Give back exactly the lines of the data below, starting with the line that has "field validation error." and going on through the line that has "#[derive(Debug, Clone, Copy, PartialEq, Eq, Hash)]".

....

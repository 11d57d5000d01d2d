//! The read-complete-print loop.
//!
//! Reads one line per prompt, stops on `exit` or end of input, and prints
//! every completion followed by a single separator line.

use std::io::{self, BufRead, Write};

use gpt2_engine::CausalLm;
use gpt2_tokenizer::Tokenizer;

use crate::error::Error;
use crate::session::ModelSession;

pub const PROMPT: &str = "Enter an incomplete sentence (type exit to quit): ";
pub const EXIT_SENTINEL: &str = "exit";
pub const RESULT_PREFIX: &str = "Completed text: ";
pub const SEPARATOR_WIDTH: usize = 50;

/// Anything that turns a prompt line into completions.
pub trait Completer {
    type Error: std::error::Error + Send + Sync + 'static;

    fn complete_prompt(&mut self, prompt: &str) -> Result<Vec<String>, Self::Error>;
}

impl<M: CausalLm, T: Tokenizer> Completer for ModelSession<M, T> {
    type Error = Error;

    fn complete_prompt(&mut self, prompt: &str) -> Result<Vec<String>, Error> {
        let options = *self.defaults();
        Ok(self.complete(prompt, &options)?.into_texts())
    }
}

#[derive(Debug, thiserror::Error)]
pub enum LoopError<E: std::error::Error + 'static> {
    #[error("console I/O failed: {0}")]
    Io(#[from] io::Error),

    #[error(transparent)]
    Completion(E),
}

/// Counts from a finished loop.
#[derive(Debug, Clone, Copy, Default, PartialEq, Eq)]
pub struct LoopSummary {
    /// Prompts sent to the completer.
    pub prompts: usize,
    /// Completion lines printed.
    pub completions: usize,
}

pub struct InteractiveLoop<R, W> {
    input: R,
    output: W,
}

impl<R: BufRead, W: Write> InteractiveLoop<R, W> {
    pub fn new(input: R, output: W) -> Self {
        Self { input, output }
    }

    /// Prompt until the user types `exit` or input ends.
    ///
    /// Only the trailing newline is stripped; the sentinel must match
    /// exactly and every other line, including an empty one, is a prompt.
    pub fn run<C: Completer>(
        &mut self,
        completer: &mut C,
    ) -> Result<LoopSummary, LoopError<C::Error>> {
        let mut summary = LoopSummary::default();
        let mut line = String::new();

        loop {
            write!(self.output, "{PROMPT}")?;
            self.output.flush()?;

            line.clear();
            if self.input.read_line(&mut line)? == 0 {
                writeln!(self.output)?;
                tracing::debug!("input closed");
                break;
            }

            let prompt = trim_line_ending(&line);
            if prompt == EXIT_SENTINEL {
                break;
            }

            let texts = completer
                .complete_prompt(prompt)
                .map_err(LoopError::Completion)?;
            for text in &texts {
                writeln!(self.output, "{RESULT_PREFIX}{text}")?;
            }
            writeln!(self.output, "{}", "-".repeat(SEPARATOR_WIDTH))?;

            summary.prompts += 1;
            summary.completions += texts.len();
        }

        self.output.flush()?;
        Ok(summary)
    }

    pub fn into_output(self) -> W {
        self.output
    }
}

fn trim_line_ending(line: &str) -> &str {
    let line = line.strip_suffix('\n').unwrap_or(line);
    line.strip_suffix('\r').unwrap_or(line)
}
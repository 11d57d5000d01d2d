//! Interactive loop tests with an in-memory console.

use std::io::Cursor;

use gpt2_complete::repl::{PROMPT, SEPARATOR_WIDTH};
use gpt2_complete::{Completer, InteractiveLoop, LoopError, LoopSummary};

/// Records prompts and answers with a fixed number of echoes.
struct EchoCompleter {
    seen: Vec<String>,
    copies: usize,
}

impl EchoCompleter {
    fn new(copies: usize) -> Self {
        Self {
            seen: Vec::new(),
            copies,
        }
    }
}

#[derive(Debug, thiserror::Error)]
#[error("completer refused {0:?}")]
struct Refused(String);

impl Completer for EchoCompleter {
    type Error = Refused;

    fn complete_prompt(&mut self, prompt: &str) -> Result<Vec<String>, Refused> {
        if prompt == "boom" {
            return Err(Refused(prompt.to_string()));
        }
        self.seen.push(prompt.to_string());
        Ok((0..self.copies)
            .map(|i| format!("{prompt} #{i}"))
            .collect())
    }
}

fn run(input: &str, completer: &mut EchoCompleter) -> (LoopSummary, String) {
    let mut repl = InteractiveLoop::new(Cursor::new(input.as_bytes()), Vec::new());
    let summary = repl.run(completer).unwrap();
    let output = String::from_utf8(repl.into_output()).unwrap();
    (summary, output)
}

fn separator() -> String {
    "-".repeat(SEPARATOR_WIDTH)
}

#[test]
fn exit_first_makes_no_calls() {
    let mut completer = EchoCompleter::new(1);
    let (summary, output) = run("exit\n", &mut completer);

    assert_eq!(summary, LoopSummary::default());
    assert!(completer.seen.is_empty());
    assert_eq!(output, PROMPT);
}

#[test]
fn each_prompt_prints_results_then_one_separator() {
    let mut completer = EchoCompleter::new(1);
    let (summary, output) = run("Hello world\nThe cat\nexit\n", &mut completer);

    assert_eq!(summary.prompts, 2);
    assert_eq!(summary.completions, 2);
    assert_eq!(completer.seen, ["Hello world", "The cat"]);

    let expected = format!(
        "{PROMPT}Completed text: Hello world #0\n{sep}\n\
         {PROMPT}Completed text: The cat #0\n{sep}\n\
         {PROMPT}",
        sep = separator()
    );
    assert_eq!(output, expected);
}

#[test]
fn several_sequences_share_one_separator() {
    let mut completer = EchoCompleter::new(3);
    let (summary, output) = run("Once\nexit\n", &mut completer);

    assert_eq!(summary.completions, 3);
    assert_eq!(output.matches("Completed text: ").count(), 3);
    assert_eq!(output.matches(&separator()).count(), 1);
}

#[test]
fn end_of_input_ends_the_loop() {
    let mut completer = EchoCompleter::new(1);
    let (summary, output) = run("only line", &mut completer);

    assert_eq!(summary.prompts, 1);
    assert_eq!(completer.seen, ["only line"]);
    assert!(output.ends_with(&format!("{PROMPT}\n")));
}

#[test]
fn sentinel_must_match_exactly() {
    let mut completer = EchoCompleter::new(1);
    let (summary, _) = run("Exit\n exit\nexit \nexit\n", &mut completer);

    assert_eq!(summary.prompts, 3);
    assert_eq!(completer.seen, ["Exit", " exit", "exit "]);
}

#[test]
fn empty_line_is_still_a_prompt() {
    let mut completer = EchoCompleter::new(1);
    let (summary, _) = run("\r\nexit\r\n", &mut completer);

    assert_eq!(summary.prompts, 1);
    assert_eq!(completer.seen, [""]);
}

#[test]
fn completion_failure_stops_the_loop() {
    let mut completer = EchoCompleter::new(1);
    let mut repl = InteractiveLoop::new(Cursor::new("fine\nboom\nnever\n"), Vec::new());

    let err = repl.run(&mut completer).unwrap_err();
    assert!(matches!(err, LoopError::Completion(Refused(ref p)) if p == "boom"));
    assert_eq!(completer.seen, ["fine"]);
}
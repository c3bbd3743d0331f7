//! UpdateTicketHandler - Command handler for partial ticket updates.

use std::sync::Arc;

use super::load_accessible;
use crate::domain::foundation::{AuthenticatedUser, TicketId};
use crate::domain::ticket::{Ticket, TicketError, TicketUpdate};
use crate::ports::TicketRepository;

#[derive(Debug, Clone)]
pub struct UpdateTicketCommand {
    pub ticket_id: TicketId,
    pub update: TicketUpdate,
}

pub struct UpdateTicketHandler {
    repository: Arc<dyn TicketRepository>,
}

impl UpdateTicketHandler {
    pub fn new(repository: Arc<dyn TicketRepository>) -> Self {
        Self { repository }
    }

    pub async fn handle(
        &self,
        cmd: UpdateTicketCommand,
        actor: &AuthenticatedUser,
    ) -> Result<Ticket, TicketError> {
        let mut ticket = load_accessible(self.repository.as_ref(), cmd.ticket_id, actor).await?;

        ticket.apply(cmd.update)?;
        self.repository.update(&ticket).await?;

        tracing::debug!(ticket_id = %ticket.id(), status = %ticket.status(), "Ticket updated");
        Ok(ticket)
    }
}
//! Error types for the domain layer.

use std::collections::HashMap;
use std::error::Error;
use std::fmt;
use thiserror::Error;

/// Errors that occur during value object construction.
#[derive(Debug, Clone, PartialEq, Eq, Error)]
pub enum ValidationError {
    #[error("Field '{field}' cannot be empty")]
    EmptyField { field: String },

    #[error("Field '{field}' must be at most {max} characters, got {actual}")]
    TooLong {
        field: String,
        max: usize,
        actual: usize,
    },

    #[error("Field '{field}' has invalid format: {reason}")]
    InvalidFormat { field: String, reason: String },
}

impl ValidationError {
    /// Creates an empty field validation error.
    pub fn empty_field(field: impl Into<String>) -> Self {
        ValidationError::EmptyField {
            field: field.into(),
        }
    }

    /// Creates a too-long validation error.
    pub fn too_long(field: impl Into<String>, max: usize, actual: usize) -> Self {
        ValidationError::TooLong {
            field: field.into(),
            max,
            actual,
        }
    }

    /// Creates an invalid format validation error.
    pub fn invalid_format(field: impl Into<String>, reason: impl Into<String>) -> Self {
        ValidationError::InvalidFormat {
            field: field.into(),
            reason: reason.into(),
        }
    }

    /// Name of the offending field.
    pub fn field(&self) -> &str {
        match self {
            ValidationError::EmptyField { field }
            | ValidationError::TooLong { field, .. }
            | ValidationError::InvalidFormat { field, .. } => field,
        }
    }
}

/// Error codes organized by category.
#[derive(Debug, Clone, Copy, PartialEq, Eq, Hash)]
pub enum ErrorCode {
    // Validation errors
    ValidationFailed,

    // Not found errors
    TicketNotFound,
    ConversationNotFound,
    UserNotFound,

    // Conflict errors
    Conflict,

    // Authorization errors
    Unauthorized,
    Forbidden,

    // Upstream errors
    AIProviderError,

    // Infrastructure errors
    DatabaseError,
    InternalError,
}

impl fmt::Display for ErrorCode {
    fn fmt(&self, f: &mut fmt::Formatter<'_>) -> fmt::Result {
        let s = match self {
            ErrorCode::ValidationFailed => "VALIDATION_FAILED",
            ErrorCode::TicketNotFound => "TICKET_NOT_FOUND",
            ErrorCode::ConversationNotFound => "CONVERSATION_NOT_FOUND",
            ErrorCode::UserNotFound => "USER_NOT_FOUND",
            ErrorCode::Conflict => "CONFLICT",
            ErrorCode::Unauthorized => "UNAUTHORIZED",
            ErrorCode::Forbidden => "FORBIDDEN",
            ErrorCode::AIProviderError => "AI_PROVIDER_ERROR",
            ErrorCode::DatabaseError => "DATABASE_ERROR",
            ErrorCode::InternalError => "INTERNAL_ERROR",
        };
        write!(f, "{}", s)
    }
}

/// Standard domain error with code, message, and optional details.
///
/// Repository ports speak this type; application handlers translate it
/// into their module-specific error enums.
#[derive(Debug, Clone)]
pub struct DomainError {
    pub code: ErrorCode,
    pub message: String,
    pub details: HashMap<String, String>,
}

impl DomainError {
    /// Creates a new domain error.
    pub fn new(code: ErrorCode, message: impl Into<String>) -> Self {
        Self {
            code,
            message: message.into(),
            details: HashMap::new(),
        }
    }

    /// Creates a database error from any displayable cause.
    pub fn database(context: &str, cause: impl fmt::Display) -> Self {
        Self::new(ErrorCode::DatabaseError, format!("{}: {}", context, cause))
    }

    /// Creates a conflict error for a unique field.
    pub fn conflict(field: impl Into<String>, message: impl Into<String>) -> Self {
        Self::new(ErrorCode::Conflict, message).with_detail("field", field)
    }

    /// Adds a detail to the error.
    pub fn with_detail(mut self, key: impl Into<String>, value: impl Into<String>) -> Self {
        self.details.insert(key.into(), value.into());
        self
    }

    /// Returns a detail value, if present.
    pub fn detail(&self, key: &str) -> Option<&str> {
        self.details.get(key).map(String::as_str)
    }
}

impl fmt::Display for DomainError {
    fn fmt(&self, f: &mut fmt::Formatter<'_>) -> fmt::Result {
        write!(f, "[{}] {}", self.code, self.message)
    }
}

impl Error for DomainError {}

#[cfg(test)]
mod tests {
    use super::*;

    #[test]
    fn validation_error_empty_field_displays_correctly() {
        let err = ValidationError::empty_field("username");
        assert_eq!(format!("{}", err), "Field 'username' cannot be empty");
    }

    #[test]
    fn validation_error_too_long_displays_correctly() {
        let err = ValidationError::too_long("title", 200, 250);
        assert_eq!(
            format!("{}", err),
            "Field 'title' must be at most 200 characters, got 250"
        );
        assert_eq!(err.field(), "title");
    }

    #[test]
    fn domain_error_displays_code_and_message() {
        let err = DomainError::new(ErrorCode::TicketNotFound, "Ticket not found");
        assert_eq!(format!("{}", err), "[TICKET_NOT_FOUND] Ticket not found");
    }

    #[test]
    fn conflict_error_records_field() {
        let err = DomainError::conflict("email", "Email already registered");
        assert_eq!(err.code, ErrorCode::Conflict);
        assert_eq!(err.detail("field"), Some("email"));
    }
}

....

# Output of the exercise
    /// Creates an empty field validation error.
    pub fn empty_field(field: impl Into<String>) -> Self {
        ValidationError::EmptyField {
            field: field.into(),
        }
    }

    /// Creates a too-long validation error.
    pub fn too_long(field: impl Into<String>, max: usize, actual: usize) -> Self {
        ValidationError::TooLong {
            field: field.into(),
            max,
            actual,
        }
    }

    /// Creates an invalid format validation error.
    pub fn invalid_format(field: impl Into<String>, reason: impl Into<String>) -> Self {
        ValidationError::InvalidFormat {
            field: field.into(),
            reason: reason.into(),
        }
    }

    /// Name of the offending field.
    pub fn field(&self) -> &str {
        match self {
            ValidationError::EmptyField { field }
            | ValidationError::TooLong { field, .. }
            | ValidationError::InvalidFormat { field, .. } => field,
        }
    }
}

/// Error codes organized by category.
#[derive(Debug, Clone, Copy, PartialEq, Eq, Hash)]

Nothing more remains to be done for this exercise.